A multidisciplinary team-based approach to mitigate the impact of androgen deprivation therapy in prostate cancer: A randomized phase II study.

204 Background: Androgen deprivation therapy (ADT) is associated with numerous metabolic toxicities that are potentially modifiable. We sought to evaluate the impact of participation in a multidisciplinary clinic (MDC) designed to provide individualized lifestyle modification and management of ADT-related side effects.
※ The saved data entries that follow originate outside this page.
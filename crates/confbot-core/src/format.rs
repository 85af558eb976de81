//! Presentation of events for the chat transport.
//!
//! Bodies are HTML (the transport sends them with HTML parse mode) and every
//! piece of event text is escaped before it is placed in markup. Titles and
//! descriptions of inline results are shown as plain text and are left as is.

use serde::Serialize;

use crate::event::{EventRecord, Speaker};
use crate::slot::SlotTime;

const ELLIPSIS: char = '…';

/// Escape text for inclusion in HTML content or a quoted attribute.
pub fn html_escape(text: &str) -> String {
    let mut out = String::with_capacity(text.len());
    for c in text.chars() {
        push_escaped(&mut out, c);
    }
    out
}

fn push_escaped(out: &mut String, c: char) {
    match c {
        '&' => out.push_str("&amp;"),
        '<' => out.push_str("&lt;"),
        '>' => out.push_str("&gt;"),
        '"' => out.push_str("&quot;"),
        '\'' => out.push_str("&#39;"),
        _ => out.push(c),
    }
}

/// Keep at most `max_chars` characters, appending `…` when something was cut.
pub fn ellipsis(text: &str, max_chars: usize) -> String {
    match text.char_indices().nth(max_chars) {
        Some((cut, _)) => {
            let mut out = text[..cut].to_string();
            out.push(ELLIPSIS);
            out
        }
        None => text.to_string(),
    }
}

/// Escape `text` so that the result, including a trailing `…` if cut, is at
/// most `budget` characters long.
fn escape_within(text: &str, budget: usize) -> String {
    let escaped = html_escape(text);
    if escaped.chars().count() <= budget {
        return escaped;
    }
    let mut out = String::new();
    let mut used = 0;
    let mut buf = String::new();
    for c in text.chars() {
        buf.clear();
        push_escaped(&mut buf, c);
        let width = buf.chars().count();
        if used + width + 1 > budget {
            break;
        }
        out.push_str(&buf);
        used += width;
    }
    if budget > 0 {
        out.push(ELLIPSIS);
    }
    out
}

/// Rendering limits.
#[derive(Debug, Clone, PartialEq, Eq)]
pub struct FormatOptions {
    /// Month name used in day labels ("May 3").
    pub month_label: String,
    /// Abstract length on the current-events page.
    pub listing_abstract_chars: usize,
    /// Abstract length in inline result descriptions.
    pub card_abstract_chars: usize,
    /// Hard limit of a message body.
    pub max_message_chars: usize,
}

impl Default for FormatOptions {
    fn default() -> Self {
        Self {
            month_label: "May".into(),
            listing_abstract_chars: 100,
            card_abstract_chars: 200,
            max_message_chars: 4096,
        }
    }
}

/// Display bundle for one event.
#[derive(Debug, Clone, PartialEq, Eq, Serialize)]
pub struct EventCard {
    pub title: String,
    pub description: String,
    pub body: String,
}

/// Renders events and pages.
#[derive(Debug, Clone, Default)]
pub struct Formatter {
    options: FormatOptions,
}

impl Formatter {
    pub fn new(options: FormatOptions) -> Self {
        Self { options }
    }

    /// "May 3".
    pub fn day_label(&self, day: u32) -> String {
        format!("{} {day}", self.options.month_label)
    }

    /// Compact entry used on the current-events page.
    pub fn listing_entry(&self, event: &EventRecord) -> String {
        let short_abstract = ellipsis(
            event.abstract_text().unwrap_or_default(),
            self.options.listing_abstract_chars,
        );
        format!(
            "<code>{}</code> {}\n{} - {} minutes - {}\n{}\nTags: {}",
            clock(event.start_slot()),
            title_link(event),
            html_escape(event.track()),
            event.duration_minutes(),
            speakers_html(event.speakers()),
            html_escape(&short_abstract),
            tags_html(event.tags()),
        )
    }

    /// Full card for an inline search result.
    pub fn event_card(&self, event: &EventRecord) -> EventCard {
        let at = clock(event.start_slot());
        let description = format!(
            "{at} - {}m - {}\n{}",
            event.duration_minutes(),
            event.track(),
            ellipsis(
                event.abstract_text().unwrap_or_default(),
                self.options.card_abstract_chars
            ),
        );

        let head = format!(
            "<code>{}, {at}</code> {}\n{} track - {} minutes - {}\n",
            html_escape(&self.day_label(event.day())),
            title_link(event),
            html_escape(event.track()),
            event.duration_minutes(),
            speakers_html(event.speakers()),
        );
        let tail = format!("\nTags: {}", tags_html(event.tags()));
        let budget = self
            .options
            .max_message_chars
            .saturating_sub(head.chars().count() + tail.chars().count());
        let body = format!(
            "{head}{}{tail}",
            escape_within(event.abstract_text().unwrap_or_default(), budget)
        );

        EventCard {
            title: event.name().to_string(),
            description,
            body,
        }
    }

    /// Page listing everything running at `time`, already ordered by the caller.
    pub fn current_events_page(&self, time: SlotTime, events: &[&EventRecord]) -> String {
        let header = format!(
            "<pre>Events at {}, {}:{:02}</pre>\n",
            html_escape(&self.day_label(time.day)),
            time.hour(),
            time.minute_of_hour()
        );
        let entries: Vec<String> = events.iter().map(|e| self.listing_entry(e)).collect();
        header + &entries.join("\n\n")
    }
}

fn clock(time: SlotTime) -> String {
    format!("{:02}:{:02}", time.hour(), time.minute_of_hour())
}

fn title_link(event: &EventRecord) -> String {
    match event.url() {
        Some(url) => format!("<a href='{}'>{}</a>", html_escape(url), html_escape(event.name())),
        None => html_escape(event.name()),
    }
}

fn speakers_html(speakers: &[Speaker]) -> String {
    if speakers.is_empty() {
        return "No speakers".into();
    }
    speakers
        .iter()
        .map(|s| match &s.url {
            Some(url) => format!("<a href=\"{}\">{}</a>", html_escape(url), html_escape(&s.name)),
            None => html_escape(&s.name),
        })
        .collect::<Vec<_>>()
        .join(" - ")
}

fn tags_html(tags: &[String]) -> String {
    if tags.is_empty() {
        return "No tags".into();
    }
    tags.iter()
        .map(|t| format!("<code>{}</code>", html_escape(t)))
        .collect::<Vec<_>>()
        .join(" - ")
}

#[cfg(test)]
mod tests {
    use super::*;

    fn talk() -> EventRecord {
        EventRecord::new(3, 9 * 60 + 5, 45, "Types & <Traits>")
            .with_track("Lasagna")
            .with_url(Some("https://www.pycon.it/talk".into()))
            .with_speakers(vec![
                Speaker::new("Ann", Some("https://www.pycon.it/p/ann".into())),
                Speaker::new("Bob", None),
            ])
            .with_tags(vec!["Rust".into(), "Python".into()])
            .with_abstract(Some("a".repeat(150)))
    }

    #[test]
    fn html_escape_covers_markup_chars() {
        assert_eq!(
            html_escape(r#"<a href="x">'&'</a>"#),
            "&lt;a href=&quot;x&quot;&gt;&#39;&amp;&#39;&lt;/a&gt;"
        );
    }

    #[test]
    fn ellipsis_counts_chars_not_bytes() {
        assert_eq!(ellipsis("caffè latte", 5), "caffè…");
        assert_eq!(ellipsis("short", 10), "short");
        assert_eq!(ellipsis("exact", 5), "exact");
    }

    #[test]
    fn listing_entry_layout() {
        let entry = Formatter::default().listing_entry(&talk());
        let lines: Vec<_> = entry.lines().collect();
        assert_eq!(
            lines[0],
            "<code>09:05</code> <a href='https://www.pycon.it/talk'>Types &amp; &lt;Traits&gt;</a>"
        );
        assert_eq!(
            lines[1],
            "Lasagna - 45 minutes - <a href=\"https://www.pycon.it/p/ann\">Ann</a> - Bob"
        );
        assert_eq!(lines[2].chars().count(), 101);
        assert!(lines[2].ends_with('…'));
        assert_eq!(lines[3], "Tags: <code>Rust</code> - <code>Python</code>");
    }

    #[test]
    fn placeholders_for_missing_speakers_and_tags() {
        let entry = Formatter::default().listing_entry(&EventRecord::new(2, 600, 30, "Coffee"));
        assert!(entry.contains("No speakers"));
        assert!(entry.ends_with("Tags: No tags"));
        assert!(entry.starts_with("<code>10:00</code> Coffee\n"));
    }

    #[test]
    fn event_card_fields() {
        let card = Formatter::default().event_card(&talk());
        assert_eq!(card.title, "Types & <Traits>");
        assert!(card.description.starts_with("09:05 - 45m - Lasagna\n"));
        assert!(card.body.starts_with("<code>May 3, 09:05</code>"));
        assert!(card.body.contains("Lasagna track - 45 minutes"));
        assert!(card.body.contains(&"a".repeat(150)));
    }

    #[test]
    fn event_card_body_respects_message_limit() {
        let formatter = Formatter::new(FormatOptions {
            max_message_chars: 300,
            ..FormatOptions::default()
        });
        let event = talk().with_abstract(Some("<b>".repeat(500)));
        let card = formatter.event_card(&event);
        assert!(card.body.chars().count() <= 300);
        assert!(card.body.ends_with("Tags: <code>Rust</code> - <code>Python</code>"));
        assert!(card.body.contains('…'));
        assert!(!card.body.contains("<b>"));
    }

    #[test]
    fn page_header_pads_minutes() {
        let event = talk();
        let page = Formatter::default()
            .current_events_page(SlotTime::new(3, 9, 0).unwrap(), &[&event, &event]);
        assert!(page.starts_with("<pre>Events at May 3, 9:00</pre>\n<code>09:05</code>"));
        assert_eq!(page.matches("<code>09:05</code>").count(), 2);
        assert!(page.contains("</code>\n\n<code>09:05"));
    }
}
Methods: This phase II study recruited men with prostate cancer who had started ADT < 6 months prior to enrollment, and in whom ADT was planned for at least 12 months following enrollment. Patients were randomized in a 1:1 ratio to either the MDC or standard of care (SOC). Patients randomized to the MDC were provided monthly multidisciplinary assessment and counseling on exercise, nutrition, and symptom management for 12 months on a rotating schedule. Endpoints included feasibility endpoints (proportion of visits completed), and efficacy endpoints, including mean change from baseline to 12 months in blood pressure (BP), weight, waist circumference, percent body fat, hemoglobin A1C (HbgA1C), insulin resistance, and fasting lipids. Results: 25 men were randomized to MDC, and 23 were randomized to SOC. Overall 91% (295/325) of MDC visits were completed. 72% (18/25) of patients completed all 12 months of MDC, and 80% (20/25) completed the first 6 months. Compared to SOC, patients in the MDC arm had a trend towards more favorable mean percent change from baseline to 12-month follow up in systolic BP (6.5% vs. 10.3%), diastolic BP (-3.9% vs.10.0%), waist circumference (2.5% vs. 4.0%), HbA1C (-2.4% vs. -1.7%), insulin resistance (0.5% vs. 1.9%), and fasting lipids (total cholesterol: 7.0% vs. 21.8%; LDL: -2.9% vs. 7.6%; triglyceride: 15.5% vs. 37.2%). Conclusions: Individualized and comprehensive management of toxicities of ADT in a multidisciplinary clinic is feasible, and appears to provide some benefit over SOC. Larger randomized studies are warranted to investigate whether this intervention will provide lasting benefit. Clinical trial information: NCT02168062.